RealTime IT News

Consumer Group Files Class-Action Lawsuit, Demands Cable Choice

In an attempt to gain open access to cable networks, a group of Los Angeles consumers has filed a nationwide class action lawsuit against AT&T Corp., Time Warner Cable and other leading cable companies seeking injunctive relief and damages.

The lawsuit alleges the defendants have harmed more than 500,000 consumers by depriving them of the right to choose their high-speed Internet service provider and forcing them to either purchase Internet services they do not want or pay much more than a competitive market would allow.

Susman Godfrey LLP, filed the class action lawsuit in the U.S. District Court, Central District of California, Western Division in Los Angeles on behalf the consumers.

Parker C. Folse, III, Susman Godfrey partner in the Seattle office and lead counsel for plaintiffs in the lawsuit, said consumers want to choose their provider for high-speed Internet services.

"Consumers who access the Internet using 'Plain Old Telephone Service' (POTS) have a wide range of choices and the benefits of competitive pricing," Folse said.

"But experts, educators and futurists are all telling us that high-speed, broadband Internet service is our future, and in that market, AT&T (T), Time Warner (TWX) and the other cable companies are telling us we have only one choice in the communities they serve," he added.

Other cable companies named in the lawsuit include Arahova Communications, Inc., Cox Communications, Inc. (COX), Comcast Corp. (CMCSA), Cablevision Systems Corp. (CVC), Jones Intercable, Inc. (JOIN), Tele-Communications, Inc. (TCOMP),< /a> and MediaOne's MediaOne Group ( UMG).

This lawsuit contends that basic antitrust law gives consumers the right to choose their own ISPs. The suit is similar to the claim filed by GTE Corp. in Pittsburgh in October, but also seeks to create new laws regulating broadband access in the U.S.

Folse said anti-trust laws provide for competition and consumer choice provisions that are fundamental to the free-enterprise system.

"We believe that, under established principles of antitrust law, what many cable companies have been doing is illegal, anti-competitive, and anti-consumer," Folse said. "The complaint we have filed contends that the cable companies named as defendants are preventing the growing number of consumers who want high-speed Internet access from enjoying the full benefits a competitive market would bring."

The lawsuit does not specify a dollar amount for damages, but it does challenge current cable practices nationwide.

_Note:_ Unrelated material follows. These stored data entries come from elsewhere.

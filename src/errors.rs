//! # Application Error Handling
//!
//! [`Error`] is the fatal channel: anything carried by it ends the run.
//! Faults confined to one ontology are [`crate::mapping::MappingError`]s and
//! never surface here.

use crate::{graph::domain::GraphStoreError, ontology::loader::OntologyLoadError};

#[derive(thiserror::Error, Debug)]
pub enum Error {
    #[error("{0}")]
    Message(String),

    #[error(transparent)]
    IO(#[from] std::io::Error),

    #[error(transparent)]
    YAML(#[from] serde_yaml::Error),

    #[error(transparent)]
    JSON(#[from] serde_json::Error),

    /// An input ontology could not be read or parsed.
    #[error(transparent)]
    OntologyLoad(#[from] OntologyLoadError),

    /// The graph store could not be opened or read.
    #[error(transparent)]
    Store(#[from] GraphStoreError),

    #[error(transparent)]
    Any(#[from] Box<dyn std::error::Error + Send + Sync>),
}

impl Error {
    pub fn wrap(err: impl std::error::Error + Send + Sync + 'static) -> Self {
        Self::Any(Box::new(err))
    }

    #[must_use]
    pub fn string(s: &str) -> Self {
        Self::Message(s.to_string())
    }
}

#[cfg(test)]
mod tests {
    use super::Error;

    #[test]
    fn wrapped_errors_keep_their_message() {
        let io = std::io::Error::new(std::io::ErrorKind::NotFound, "no such ontology");
        assert_eq!(Error::wrap(io).to_string(), "no such ontology");
        assert_eq!(Error::string("boom").to_string(), "boom");
    }
}
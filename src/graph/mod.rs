//! Property graph storage.
//!
//! [`domain`] holds the persisted schema and the store contracts. Two
//! backends implement them: [`memory::InMemoryGraphStore`] and, with the
//! `with-db` feature, [`sqlite::SqliteGraphStore`].

use std::{io, path::Path};

pub mod domain;
pub mod memory;
#[cfg(feature = "with-db")]
pub mod sqlite;

pub use domain::{
    GraphSnapshot, GraphStore, GraphStoreError, GraphTransaction, NodeId, PropertyValue,
    RelationshipKind, StoredNode, StoredRelationship,
};
pub use memory::InMemoryGraphStore;
#[cfg(feature = "with-db")]
pub use sqlite::SqliteGraphStore;

/// Deletes a store directory and everything in it. A missing directory is
/// not an error.
pub fn remove_store_directory(path: &Path) -> io::Result<()> {
    match std::fs::remove_dir_all(path) {
        Err(err) if err.kind() == io::ErrorKind::NotFound => Ok(()),
        other => other,
    }
}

Currently, Internet users can continue to use their present ISP after they subscribe to a new high-speed provider through a cable company. However, they are required to pay for both, and to use the cable-provided @Home or RoadRunner services to accesstheir established provider.

The Federal Communications Commission continues to maintain its hands-off approach to the open access issue. But mounting pressure from current court cases in Portland, Ore., Pittsburgh and not Los Angeles may force the federal regulatory commission into action.

Debra Lathen, FCC cable bureau chief, confirmed this week that the FCC's position on open access is one of "vigilant restraint," during a recent Town Hall meeting in Los Angeles.

Lathen said that the FCC has decided not to mandate open access to broadband networks in order to get the high-speed technology deployed as quickly as possible.

However, Lathen said that if the FCC sees a monopoly developing, or if consumers are denied choice in the marketplace, or the FCC believes that a closed system is being built, their position might change.